Bayesian Variable Selection or Bayesian Estimation for Differences in Markov Random Fields

The bgmCompare function estimates the pseudoposterior distribution of the parameters of a Markov Random Field (MRF) model for mixed binary and ordinal variables, as well as differences in pairwise interactions and category thresholds across groups. Groups are assumed to be G independent samples.

Usage

bgmCompare(
  x,
  y,
  g,
  difference_selection = TRUE,
  main_difference_model = c("Free", "Collapse", "Constrain"),
  variable_type = "ordinal",
  reference_category,
  pairwise_difference_scale = 1,
  main_difference_scale = 1,
  pairwise_difference_prior = c("Bernoulli", "Beta-Bernoulli"),
  main_difference_prior = c("Bernoulli", "Beta-Bernoulli"),
  pairwise_difference_probability = 0.5,
  main_difference_probability = 0.5,
  pairwise_beta_bernoulli_alpha = 1,
  pairwise_beta_bernoulli_beta = 1,
  main_beta_bernoulli_alpha = 1,
  main_beta_bernoulli_beta = 1,
  interaction_scale = 2.5,
  threshold_alpha = 0.5,
  threshold_beta = 0.5,
  iter = 10000,
  burnin = 1000,
  na_action = c("listwise", "impute"),
  save = FALSE,
  save_main = FALSE,
  save_pairwise = FALSE,
  save_indicator = FALSE,
  display_progress = TRUE
)

Arguments

x: Data frame or matrix with binary and ordinal responses. Regular ordinal variables should be coded as integers starting from 0. Missing categories are collapsed for regular ordinal variables but retained for Blume-Capel variables.
y: A data frame or matrix similar to x, used for two-group designs. x contains Group 1 data, and y contains Group 2 data. Ignored for multi-group designs.
g: Group membership vector for rows in x. Required for multi-group designs; ignored if y is provided.
difference_selection: Logical. If TRUE, the function models the inclusion or exclusion of parameter differences. Default: TRUE.
main_difference_model: Character. Specifies how to handle threshold differences when categories are unmatched. Options: "Collapse", "Free". The option "Collapse" collapses categories unobserved in one or more groups. The option "Free" option estimates thresholds separately for each group and does not model their difference. Default: "Free".
variable_type: Character or vector. Specifies the type of variables in x ("ordinal" or "blume-capel").

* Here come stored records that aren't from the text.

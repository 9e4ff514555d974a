//! Position - board plus seats and turn order. A plain value: clone it to look ahead.

use blokus_core::{
    Board, CellSet, PieceCatalogue, Placement, PlayerId, PlayerState, MAX_PLAYERS,
};
use serde::{Deserialize, Serialize};
use smallvec::SmallVec;

use crate::apply::apply_placement_mut;
use crate::config::{ConfigError, GameConfig};
use crate::error::SnapshotError;
use crate::movegen::{count_legal_placements, has_legal_placement, legal_placements, LegalPlacements};
use crate::rules::{check_placement, Rejection};

pub type Seats = SmallVec<[PlayerState; MAX_PLAYERS]>;

#[derive(Clone, PartialEq, Eq, Debug, Serialize, Deserialize)]
#[serde(try_from = "PositionRepr", into = "PositionRepr")]
pub struct Position {
    board: Board,
    players: Seats,
    turn_order: SmallVec<[PlayerId; MAX_PLAYERS]>,
    turn: usize,
}

impl Position {
    /// Initial position for a validated configuration.
    pub fn from_config(config: &GameConfig) -> Result<Self, ConfigError> {
        config.validate()?;
        let board = Board::new(config.width, config.height, config.player_count)?;
        let players = config
            .start_cells
            .iter()
            .enumerate()
            .map(|(i, cells)| {
                let start: CellSet = cells.iter().filter_map(|&c| board.index(c)).collect();
                PlayerState::new(PlayerId(i as u8), config.inventory, start)
            })
            .collect();
        Ok(Self {
            board,
            players,
            turn_order: config.turn_order.iter().copied().collect(),
            turn: 0,
        })
    }

    #[inline]
    pub fn board(&self) -> &Board {
        &self.board
    }

    #[inline]
    pub fn players(&self) -> &[PlayerState] {
        &self.players
    }

    #[inline]
    pub fn player(&self, id: PlayerId) -> Option<&PlayerState> {
        self.players.get(id.index())
    }

    #[inline]
    pub fn turn_order(&self) -> &[PlayerId] {
        &self.turn_order
    }

    #[inline]
    pub fn active_player(&self) -> PlayerId {
        self.turn_order[self.turn]
    }

    /// Every other seated player.
    pub fn opponents(&self, of: PlayerId) -> impl Iterator<Item = PlayerId> + '_ {
        self.players
            .iter()
            .map(|p| p.id)
            .filter(move |&id| id != of)
    }

    /// True once no seated player can move.
    pub fn is_terminal(&self) -> bool {
        self.players.iter().all(|p| p.out_of_moves)
    }

    /// Legal placements for `player`, empty if the player is unknown.
    pub fn legal_moves(&self, player: PlayerId) -> LegalPlacements {
        match self.player(player) {
            Some(seat) => legal_placements(&self.board, seat),
            None => LegalPlacements::exhausted(&self.board),
        }
    }

    pub fn count_moves(&self, player: PlayerId) -> usize {
        self.player(player)
            .map_or(0, |seat| count_legal_placements(&self.board, seat))
    }

    pub fn has_move(&self, player: PlayerId) -> bool {
        self.player(player)
            .is_some_and(|seat| !seat.out_of_moves && has_legal_placement(&self.board, seat))
    }

    pub fn check(&self, player: PlayerId, placement: &Placement) -> Result<CellSet, Rejection> {
        let seat = self.player(player).ok_or(Rejection::UnknownPlayer)?;
        check_placement(&self.board, seat, placement)
    }

    /// Place a piece for `player` without touching the turn. Nothing is written on rejection.
    pub fn apply(&mut self, player: PlayerId, placement: &Placement) -> Result<CellSet, Rejection> {
        let seat = self
            .players
            .get_mut(player.index())
            .ok_or(Rejection::UnknownPlayer)?;
        apply_placement_mut(&mut self.board, seat, placement)
    }

    /// Place for the active player and hand the turn on.
    pub fn play(&mut self, placement: &Placement) -> Result<Option<PlayerId>, Rejection> {
        self.apply(self.active_player(), placement)?;
        Ok(self.advance_turn())
    }

    /// Copy of this position after the active player plays `placement`.
    pub fn after(&self, placement: &Placement) -> Result<Position, Rejection> {
        let mut next = self.clone();
        next.play(placement)?;
        Ok(next)
    }

    /// Hand the turn to the next player in order who can still move. Players
    /// found without a move are marked out for good. None once nobody can move.
    pub fn advance_turn(&mut self) -> Option<PlayerId> {
        self.seek(1)
    }

    /// Keep the active player if it can move, otherwise advance.
    pub fn settle(&mut self) -> Option<PlayerId> {
        self.seek(0)
    }

    fn seek(&mut self, start: usize) -> Option<PlayerId> {
        let n = self.turn_order.len();
        for step in start..start + n {
            let turn = (self.turn + step) % n;
            let id = self.turn_order[turn];
            let seat = &self.players[id.index()];
            if seat.out_of_moves {
                continue;
            }
            if has_legal_placement(&self.board, seat) {
                self.turn = turn;
                return Some(id);
            }
            self.players[id.index()].out_of_moves = true;
        }
        None
    }

    /// Cells of remaining inventory for `player`.
    pub fn remaining_area(&self, player: PlayerId) -> usize {
        self.player(player)
            .map_or(0, |seat| PieceCatalogue::standard().area_of(seat.remaining))
    }
}

/// Wire form, checked on the way back in.
#[derive(Serialize, Deserialize)]
struct PositionRepr {
    board: Board,
    players: Seats,
    turn_order: SmallVec<[PlayerId; MAX_PLAYERS]>,
    turn: usize,
}

impl From<Position> for PositionRepr {
    fn from(p: Position) -> Self {
        Self {
            board: p.board,
            players: p.players,
            turn_order: p.turn_order,
            turn: p.turn,
        }
    }
}

impl TryFrom<PositionRepr> for Position {
    type Error = SnapshotError;

    fn try_from(repr: PositionRepr) -> Result<Self, Self::Error> {
        let seats = repr.players.len();
        if seats != repr.board.players() as usize {
            return Err(SnapshotError::SeatCount {
                board: repr.board.players(),
                seats,
            });
        }
        let full = PieceCatalogue::standard().full_set();
        for (index, seat) in repr.players.iter().enumerate() {
            if seat.id.index() != index {
                return Err(SnapshotError::SeatId { index, id: seat.id });
            }
            if !seat.start_cells.and_not(&repr.board.full_mask()).is_empty()
                || !seat.remaining.is_subset_of(full)
            {
                return Err(SnapshotError::SeatContents(seat.id));
            }
        }

        let mut seen = 0u8;
        for id in &repr.turn_order {
            if id.index() >= seats || seen & (1 << id.index()) != 0 {
                return Err(SnapshotError::TurnOrder);
            }
            seen |= 1 << id.index();
        }
        if repr.turn_order.len() != seats {
            return Err(SnapshotError::TurnOrder);
        }
        if repr.turn >= repr.turn_order.len() {
            return Err(SnapshotError::TurnIndex {
                turn: repr.turn,
                len: repr.turn_order.len(),
            });
        }

        Ok(Self {
            board: repr.board,
            players: repr.players,
            turn_order: repr.turn_order,
            turn: repr.turn,
        })
    }
}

Default: "ordinal".
reference_category: Integer or vector. Reference category for Blume-Capel variables. Required if there is at least one Blume-Capel variable.
pairwise_difference_scale: Double. Scale parameter for the Cauchy prior on pairwise differences. Default: 1.
main_difference_scale: Double. Scale parameter for the Cauchy prior on threshold differences. Default: 1.
pairwise_difference_prior, main_difference_prior: Character. Specifies the inclusion probability model ("Bernoulli" or "Beta-Bernoulli"). Default: "Bernoulli".
pairwise_difference_probability: A numeric value or a $p \times p$ matrix specifying the prior inclusion probability of a pairwise difference in the Bernoulli model. A single value applies the same probability to all pairs, while a matrix allows for edge-specific probabilities. Default: 0.5 for equal prior probability for inclusion and exclusion.
main_difference_probability: A numeric value or a length-$p$ vector specifying the prior inclusion probability of a threshold difference in the Bernoulli model. A single value applies the same probability to all variables, while a vector allows for variable-specific probabilities. Default: 0.5 to indicate no prior preference.
pairwise_beta_bernoulli_alpha, pairwise_beta_bernoulli_beta: Double. Shape parameters for the Beta-Bernoulli prior on pairwise differences.
main_beta_bernoulli_alpha, main_beta_bernoulli_beta: Double. Shape parameters for the Beta-Bernoulli prior on threshold differences.
interaction_scale: Double. Scale of the Cauchy prior for nuisance pairwise interactions. Default: 2.5.
threshold_alpha, threshold_beta: Double. Shape parameters for the beta-prime prior on nuisance threshold parameters.
iter, burnin: Integer. Number of Gibbs iterations (iter) and burn-in iterations (burnin). Defaults: iter = 1e4, burnin = 1e3.
na_action: Character. Specifies handling of missing data. "listwise" deletes rows with missing values; "impute" imputes values during Gibbs sampling. Default: "listwise".
save: Logical. If true, sampled states for all parameters are returned. Deprecated.
save_main, save_pairwise, save_indicator: Logical. Enable saving sampled states for main_effects, pairwise_effects, and indicator, respectively. Default: FALSE.
display_progress: Logical. Show progress bar during computation. Default: TRUE.

Value

A list containing the posterior means and, optionally, sampled states based on the save_* options. The returned components include:

posterior_mean_main, posterior_mean_pairwise, and posterior_mean_indicator for posterior means.
If saving options are enabled, the list also includes:
- raw_samples_main – sampled states of main effects.
- raw_samples_pairwise – sampled states of pairwise effects.
- raw_samples_indicator – sampled states of inclusion indicators.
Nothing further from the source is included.